## Work instruction
I'd like every line from the material below that has "GitHubEmitter" in it.

** Material provided follows **

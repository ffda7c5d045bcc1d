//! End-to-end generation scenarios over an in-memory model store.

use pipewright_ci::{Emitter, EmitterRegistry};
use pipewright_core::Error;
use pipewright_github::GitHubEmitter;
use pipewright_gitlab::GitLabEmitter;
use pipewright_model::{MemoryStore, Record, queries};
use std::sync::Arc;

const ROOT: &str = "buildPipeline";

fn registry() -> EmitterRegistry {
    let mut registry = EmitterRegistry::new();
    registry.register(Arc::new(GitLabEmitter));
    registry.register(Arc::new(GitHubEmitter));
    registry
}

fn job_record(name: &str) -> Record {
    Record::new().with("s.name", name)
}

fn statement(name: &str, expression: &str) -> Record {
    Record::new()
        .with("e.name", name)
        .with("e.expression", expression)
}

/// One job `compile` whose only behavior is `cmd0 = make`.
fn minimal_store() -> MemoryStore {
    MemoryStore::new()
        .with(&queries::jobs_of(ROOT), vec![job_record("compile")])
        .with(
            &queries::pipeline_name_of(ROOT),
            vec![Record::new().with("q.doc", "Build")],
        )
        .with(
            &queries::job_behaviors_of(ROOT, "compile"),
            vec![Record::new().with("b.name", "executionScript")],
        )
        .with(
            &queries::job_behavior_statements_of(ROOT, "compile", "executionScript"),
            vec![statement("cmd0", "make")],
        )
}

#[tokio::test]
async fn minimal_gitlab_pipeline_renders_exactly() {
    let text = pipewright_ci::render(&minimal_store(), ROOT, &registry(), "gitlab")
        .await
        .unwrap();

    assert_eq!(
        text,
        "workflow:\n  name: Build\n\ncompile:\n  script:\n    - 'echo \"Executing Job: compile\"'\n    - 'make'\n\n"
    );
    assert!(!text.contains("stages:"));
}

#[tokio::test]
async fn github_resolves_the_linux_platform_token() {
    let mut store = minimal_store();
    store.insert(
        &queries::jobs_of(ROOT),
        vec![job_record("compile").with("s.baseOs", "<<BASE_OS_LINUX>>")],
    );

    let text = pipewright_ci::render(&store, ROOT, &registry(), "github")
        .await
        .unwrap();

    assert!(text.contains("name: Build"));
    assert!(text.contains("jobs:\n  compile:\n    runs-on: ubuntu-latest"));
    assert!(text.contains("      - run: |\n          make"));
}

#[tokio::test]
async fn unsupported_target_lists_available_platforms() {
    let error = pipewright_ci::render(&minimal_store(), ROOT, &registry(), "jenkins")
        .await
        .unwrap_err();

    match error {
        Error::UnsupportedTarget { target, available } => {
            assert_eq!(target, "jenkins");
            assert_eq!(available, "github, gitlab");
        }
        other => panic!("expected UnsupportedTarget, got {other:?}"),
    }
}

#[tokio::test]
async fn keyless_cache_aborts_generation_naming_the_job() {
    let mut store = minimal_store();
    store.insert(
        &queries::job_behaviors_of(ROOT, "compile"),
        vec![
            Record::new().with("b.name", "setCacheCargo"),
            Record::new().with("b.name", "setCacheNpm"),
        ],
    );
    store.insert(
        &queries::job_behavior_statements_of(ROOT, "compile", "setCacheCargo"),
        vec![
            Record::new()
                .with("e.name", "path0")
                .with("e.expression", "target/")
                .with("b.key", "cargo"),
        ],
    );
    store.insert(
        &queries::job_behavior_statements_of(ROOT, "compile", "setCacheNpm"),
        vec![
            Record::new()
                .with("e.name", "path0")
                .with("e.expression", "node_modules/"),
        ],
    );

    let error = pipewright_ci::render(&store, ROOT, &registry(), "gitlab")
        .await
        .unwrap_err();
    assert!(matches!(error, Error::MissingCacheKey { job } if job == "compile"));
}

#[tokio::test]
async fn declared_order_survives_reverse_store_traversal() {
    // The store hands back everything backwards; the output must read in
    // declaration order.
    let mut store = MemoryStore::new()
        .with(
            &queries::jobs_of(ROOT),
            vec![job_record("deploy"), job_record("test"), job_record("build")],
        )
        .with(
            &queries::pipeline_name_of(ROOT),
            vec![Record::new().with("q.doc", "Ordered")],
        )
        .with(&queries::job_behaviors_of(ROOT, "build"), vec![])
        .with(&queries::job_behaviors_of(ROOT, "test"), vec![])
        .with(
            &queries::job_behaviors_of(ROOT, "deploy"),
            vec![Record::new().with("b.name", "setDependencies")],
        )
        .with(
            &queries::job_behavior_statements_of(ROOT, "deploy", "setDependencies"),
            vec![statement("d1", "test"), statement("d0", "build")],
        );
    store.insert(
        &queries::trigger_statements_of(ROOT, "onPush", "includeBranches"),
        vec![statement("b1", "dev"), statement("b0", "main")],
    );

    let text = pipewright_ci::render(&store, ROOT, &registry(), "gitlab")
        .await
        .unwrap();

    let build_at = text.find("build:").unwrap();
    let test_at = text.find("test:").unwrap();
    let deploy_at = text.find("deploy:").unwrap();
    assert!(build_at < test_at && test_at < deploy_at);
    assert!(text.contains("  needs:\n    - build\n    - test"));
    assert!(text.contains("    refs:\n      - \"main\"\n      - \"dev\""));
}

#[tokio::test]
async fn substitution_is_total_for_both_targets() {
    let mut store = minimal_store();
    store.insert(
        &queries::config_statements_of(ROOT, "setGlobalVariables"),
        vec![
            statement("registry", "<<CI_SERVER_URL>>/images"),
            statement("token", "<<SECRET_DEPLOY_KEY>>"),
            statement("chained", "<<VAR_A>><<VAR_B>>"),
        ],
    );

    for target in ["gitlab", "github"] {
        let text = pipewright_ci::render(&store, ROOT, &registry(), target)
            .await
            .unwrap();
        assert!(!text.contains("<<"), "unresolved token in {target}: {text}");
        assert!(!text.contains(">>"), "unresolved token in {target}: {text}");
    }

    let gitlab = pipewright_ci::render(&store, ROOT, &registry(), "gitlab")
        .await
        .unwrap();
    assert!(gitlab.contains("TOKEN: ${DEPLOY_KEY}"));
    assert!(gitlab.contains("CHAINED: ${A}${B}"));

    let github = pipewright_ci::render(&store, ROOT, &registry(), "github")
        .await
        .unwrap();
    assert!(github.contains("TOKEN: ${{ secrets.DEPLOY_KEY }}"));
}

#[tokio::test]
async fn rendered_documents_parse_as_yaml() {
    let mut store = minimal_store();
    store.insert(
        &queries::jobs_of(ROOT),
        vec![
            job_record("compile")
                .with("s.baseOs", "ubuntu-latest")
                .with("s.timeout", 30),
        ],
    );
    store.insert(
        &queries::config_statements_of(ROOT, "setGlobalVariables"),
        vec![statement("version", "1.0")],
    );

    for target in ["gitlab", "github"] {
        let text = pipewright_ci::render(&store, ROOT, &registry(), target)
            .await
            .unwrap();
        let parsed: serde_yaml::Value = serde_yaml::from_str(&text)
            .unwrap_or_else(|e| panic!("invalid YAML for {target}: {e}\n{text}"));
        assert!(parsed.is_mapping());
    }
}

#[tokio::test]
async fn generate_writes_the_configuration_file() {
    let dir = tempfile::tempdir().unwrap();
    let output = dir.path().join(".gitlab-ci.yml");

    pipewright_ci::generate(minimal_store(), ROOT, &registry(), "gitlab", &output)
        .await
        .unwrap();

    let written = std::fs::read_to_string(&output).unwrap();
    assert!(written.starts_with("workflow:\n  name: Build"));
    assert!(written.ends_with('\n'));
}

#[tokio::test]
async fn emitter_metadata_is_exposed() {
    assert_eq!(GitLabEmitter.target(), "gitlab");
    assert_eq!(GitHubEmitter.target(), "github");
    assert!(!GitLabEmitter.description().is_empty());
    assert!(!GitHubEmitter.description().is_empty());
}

** End of Material provided **

## Expected output
use pipewright_github::GitHubEmitter;
    registry.register(Arc::new(GitHubEmitter));
    assert_eq!(GitHubEmitter.target(), "github");
    assert!(!GitHubEmitter.description().is_empty());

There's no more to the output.